One case where we might not instantly ban someone is if they had a long
history of using HN as intended. Then we might left them off with a strict
warning not to do it again. But that's rare. Real community members tend not
to do this kind of thing, and that makes it easier for the community to spot:
since such comments are made by people without much experience here, they tend
to stand out like a sore thumb—usually a bunch of green thumbs that turn red
when whacked by a ban hammer.

Many has been the email thread in which a sheepish startup founder or manager
wrote to apologize for what their "growth hacker" did and asking to be
unbanned. We usually let them off if they promise not to do it again and to
tell all their friends that what "growth hacking" got them on HN was a swift
ban.

Another case where we incline to mercy is when the underlying article is good
work and something the community would normally find interesting, and it's
clear that the "growth hacking" was happening out of naivete.

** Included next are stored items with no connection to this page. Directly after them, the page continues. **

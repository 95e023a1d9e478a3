//! Bounded-concurrency execution of a batch of async operations.

use std::future::Future;

use futures::stream::{FuturesUnordered, StreamExt};
use thiserror::Error;

/// Why a bounded run stopped early.
#[derive(Debug, Error, PartialEq, Eq)]
pub enum RunError<E> {
    /// Cancellation was observed before every item was launched.
    #[error("cancelled")]
    Cancelled,
    /// An operation failed.
    #[error(transparent)]
    Failed(E),
}

/// Run `op` over `items` with at most `limit` operations in flight.
///
/// Results come back in item order. Cancellation is polled before each
/// launch; after cancellation or the first error no further items are
/// launched, in-flight operations are allowed to settle, and the first
/// failure is returned. A zero `limit` is treated as one.
pub async fn run_bounded<I, T, E, F, Fut, C>(
    items: impl IntoIterator<Item = I>,
    limit: usize,
    is_cancelled: C,
    mut op: F,
) -> Result<Vec<T>, RunError<E>>
where
    F: FnMut(I) -> Fut,
    Fut: Future<Output = Result<T, E>>,
    C: Fn() -> bool,
{
    let limit = limit.max(1);
    let mut pending = items.into_iter().enumerate();
    let mut in_flight = FuturesUnordered::new();
    let mut results: Vec<Option<T>> = Vec::new();
    let mut failure: Option<RunError<E>> = None;

    loop {
        while failure.is_none() && in_flight.len() < limit {
            let Some((index, item)) = pending.next() else {
                break;
            };
            if is_cancelled() {
                failure = Some(RunError::Cancelled);
                break;
            }
            results.push(None);
            let fut = op(item);
            in_flight.push(async move { (index, fut.await) });
        }

        let Some((index, outcome)) = in_flight.next().await else {
            break;
        };
        match outcome {
            Ok(value) => results[index] = Some(value),
            Err(err) => {
                if failure.is_none() {
                    failure = Some(RunError::Failed(err));
                }
            }
        }
    }

    if let Some(failure) = failure {
        return Err(failure);
    }
    // Every launched slot was filled; nothing was skipped without a failure.
    Ok(results.into_iter().flatten().collect())
}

Usually this is
because someone had the mistaken idea from afar that it was "widely accepted
in SV" that this is how you do startups. Ironically they usually turn out to
be classic technical types who are clumsy at marketing and influenced by the
wrong kind of blogs. I say ironically because if they would just be themselves
and present their work in a direct way, they'd more likely do well on HN. In
this case the cure is to educate and hopefully make real community members out
of them.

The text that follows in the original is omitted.